▸ EXERCISE:
Go through the data and report each line that holds the string "keeps".

(Collected data)
--------

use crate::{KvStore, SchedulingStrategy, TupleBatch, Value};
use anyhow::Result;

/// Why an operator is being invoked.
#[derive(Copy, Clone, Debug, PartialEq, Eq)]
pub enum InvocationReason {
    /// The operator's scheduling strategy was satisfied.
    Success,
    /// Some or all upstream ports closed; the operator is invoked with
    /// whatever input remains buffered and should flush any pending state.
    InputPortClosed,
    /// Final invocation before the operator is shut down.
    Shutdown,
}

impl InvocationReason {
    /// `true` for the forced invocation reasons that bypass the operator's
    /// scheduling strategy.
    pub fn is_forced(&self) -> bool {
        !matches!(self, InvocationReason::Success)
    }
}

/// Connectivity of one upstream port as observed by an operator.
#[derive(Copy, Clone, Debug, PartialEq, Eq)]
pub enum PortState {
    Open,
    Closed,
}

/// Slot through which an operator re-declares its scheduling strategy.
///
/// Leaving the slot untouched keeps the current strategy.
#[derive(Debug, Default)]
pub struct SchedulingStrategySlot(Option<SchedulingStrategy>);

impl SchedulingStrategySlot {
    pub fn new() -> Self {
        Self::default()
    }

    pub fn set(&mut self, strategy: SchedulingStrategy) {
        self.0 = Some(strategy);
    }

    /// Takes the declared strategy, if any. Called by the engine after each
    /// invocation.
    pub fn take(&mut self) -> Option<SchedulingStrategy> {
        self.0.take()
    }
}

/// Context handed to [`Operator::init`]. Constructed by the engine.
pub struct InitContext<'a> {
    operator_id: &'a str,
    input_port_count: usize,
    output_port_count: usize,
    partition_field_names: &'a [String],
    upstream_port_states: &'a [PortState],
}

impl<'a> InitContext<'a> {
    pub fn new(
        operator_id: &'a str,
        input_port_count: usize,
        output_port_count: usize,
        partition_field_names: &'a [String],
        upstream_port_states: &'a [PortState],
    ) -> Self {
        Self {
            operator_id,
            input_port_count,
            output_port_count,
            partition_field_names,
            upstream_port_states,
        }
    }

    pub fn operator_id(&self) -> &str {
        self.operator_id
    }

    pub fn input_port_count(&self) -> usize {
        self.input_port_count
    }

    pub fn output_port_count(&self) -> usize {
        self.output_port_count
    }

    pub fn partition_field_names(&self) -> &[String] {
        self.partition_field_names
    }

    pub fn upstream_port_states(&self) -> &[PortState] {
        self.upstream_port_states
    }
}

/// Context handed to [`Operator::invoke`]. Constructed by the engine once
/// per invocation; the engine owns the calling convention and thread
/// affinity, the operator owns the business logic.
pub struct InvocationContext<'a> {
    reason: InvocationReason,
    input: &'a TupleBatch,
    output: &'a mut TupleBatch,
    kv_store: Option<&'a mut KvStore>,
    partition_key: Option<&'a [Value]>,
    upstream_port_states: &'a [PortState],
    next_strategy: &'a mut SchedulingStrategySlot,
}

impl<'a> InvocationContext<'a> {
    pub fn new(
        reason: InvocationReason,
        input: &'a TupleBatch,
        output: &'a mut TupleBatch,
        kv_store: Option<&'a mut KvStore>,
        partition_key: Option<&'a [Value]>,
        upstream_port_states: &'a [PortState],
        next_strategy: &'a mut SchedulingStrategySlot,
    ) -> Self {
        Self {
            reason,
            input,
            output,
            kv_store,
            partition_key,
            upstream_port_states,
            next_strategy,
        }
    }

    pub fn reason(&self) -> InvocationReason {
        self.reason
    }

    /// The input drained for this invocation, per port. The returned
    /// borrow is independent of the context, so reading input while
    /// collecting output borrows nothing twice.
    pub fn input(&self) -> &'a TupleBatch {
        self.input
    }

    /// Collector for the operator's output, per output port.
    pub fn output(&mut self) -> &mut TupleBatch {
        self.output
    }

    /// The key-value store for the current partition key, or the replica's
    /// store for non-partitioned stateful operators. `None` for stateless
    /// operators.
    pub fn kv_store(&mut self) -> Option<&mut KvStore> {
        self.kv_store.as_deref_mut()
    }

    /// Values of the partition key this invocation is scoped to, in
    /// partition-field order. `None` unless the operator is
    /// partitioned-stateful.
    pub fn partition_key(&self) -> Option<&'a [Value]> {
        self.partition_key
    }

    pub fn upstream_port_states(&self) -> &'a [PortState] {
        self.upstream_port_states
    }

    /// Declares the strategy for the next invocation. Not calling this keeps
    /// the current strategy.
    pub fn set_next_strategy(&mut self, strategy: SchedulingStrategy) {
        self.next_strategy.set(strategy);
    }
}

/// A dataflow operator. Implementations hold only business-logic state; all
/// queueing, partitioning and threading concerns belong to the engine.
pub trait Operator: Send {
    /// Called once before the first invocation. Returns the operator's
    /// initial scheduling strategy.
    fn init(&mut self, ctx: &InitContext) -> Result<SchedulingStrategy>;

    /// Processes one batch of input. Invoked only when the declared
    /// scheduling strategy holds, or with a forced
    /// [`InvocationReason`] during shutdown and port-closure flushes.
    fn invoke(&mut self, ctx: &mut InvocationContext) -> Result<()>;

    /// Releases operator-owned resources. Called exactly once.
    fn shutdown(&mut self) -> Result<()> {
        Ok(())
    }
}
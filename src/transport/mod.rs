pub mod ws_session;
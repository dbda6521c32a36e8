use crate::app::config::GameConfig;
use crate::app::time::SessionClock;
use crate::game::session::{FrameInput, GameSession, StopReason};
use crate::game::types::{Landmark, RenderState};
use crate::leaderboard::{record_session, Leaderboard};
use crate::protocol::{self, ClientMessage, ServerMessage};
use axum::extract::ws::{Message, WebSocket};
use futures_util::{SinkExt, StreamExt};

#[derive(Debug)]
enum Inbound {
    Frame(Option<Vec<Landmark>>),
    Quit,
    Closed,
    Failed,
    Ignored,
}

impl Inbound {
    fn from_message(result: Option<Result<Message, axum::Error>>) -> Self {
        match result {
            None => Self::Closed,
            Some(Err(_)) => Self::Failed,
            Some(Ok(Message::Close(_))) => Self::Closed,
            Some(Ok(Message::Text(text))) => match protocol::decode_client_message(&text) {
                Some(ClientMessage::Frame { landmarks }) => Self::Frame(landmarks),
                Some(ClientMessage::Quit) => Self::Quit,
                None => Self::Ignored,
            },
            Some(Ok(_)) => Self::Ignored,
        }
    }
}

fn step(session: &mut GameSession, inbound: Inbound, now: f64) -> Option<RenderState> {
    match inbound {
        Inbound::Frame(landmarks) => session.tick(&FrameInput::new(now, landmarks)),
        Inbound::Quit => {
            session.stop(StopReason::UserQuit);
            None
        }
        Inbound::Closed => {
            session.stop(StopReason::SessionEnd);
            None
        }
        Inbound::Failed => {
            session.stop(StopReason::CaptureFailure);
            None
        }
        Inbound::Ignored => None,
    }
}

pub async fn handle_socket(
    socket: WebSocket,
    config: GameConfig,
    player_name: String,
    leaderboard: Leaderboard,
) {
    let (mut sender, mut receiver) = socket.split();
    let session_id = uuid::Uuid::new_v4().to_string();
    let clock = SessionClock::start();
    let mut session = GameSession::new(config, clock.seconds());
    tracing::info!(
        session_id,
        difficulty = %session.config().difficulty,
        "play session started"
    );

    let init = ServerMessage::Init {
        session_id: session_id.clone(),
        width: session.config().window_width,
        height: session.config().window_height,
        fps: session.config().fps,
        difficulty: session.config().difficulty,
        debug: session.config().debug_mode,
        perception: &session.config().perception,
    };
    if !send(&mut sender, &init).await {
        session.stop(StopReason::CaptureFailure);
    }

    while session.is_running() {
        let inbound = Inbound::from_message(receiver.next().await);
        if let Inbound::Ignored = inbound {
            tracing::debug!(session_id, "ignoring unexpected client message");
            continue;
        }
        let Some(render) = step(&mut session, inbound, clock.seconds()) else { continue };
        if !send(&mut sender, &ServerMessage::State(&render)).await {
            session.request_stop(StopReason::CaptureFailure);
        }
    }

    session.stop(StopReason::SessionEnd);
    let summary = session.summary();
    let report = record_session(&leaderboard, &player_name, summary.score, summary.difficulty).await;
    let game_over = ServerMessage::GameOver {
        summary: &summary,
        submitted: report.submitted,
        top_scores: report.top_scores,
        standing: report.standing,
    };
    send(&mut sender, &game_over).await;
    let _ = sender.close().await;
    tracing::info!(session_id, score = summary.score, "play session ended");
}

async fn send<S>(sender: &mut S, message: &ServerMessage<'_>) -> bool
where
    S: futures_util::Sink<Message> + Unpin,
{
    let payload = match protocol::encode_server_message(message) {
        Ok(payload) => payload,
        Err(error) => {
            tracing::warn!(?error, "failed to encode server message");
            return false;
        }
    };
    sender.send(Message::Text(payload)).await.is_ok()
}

--------

▸ SOLUTION BELOW:
/// Leaving the slot untouched keeps the current strategy.
    /// Declares the strategy for the next invocation. Not calling this keeps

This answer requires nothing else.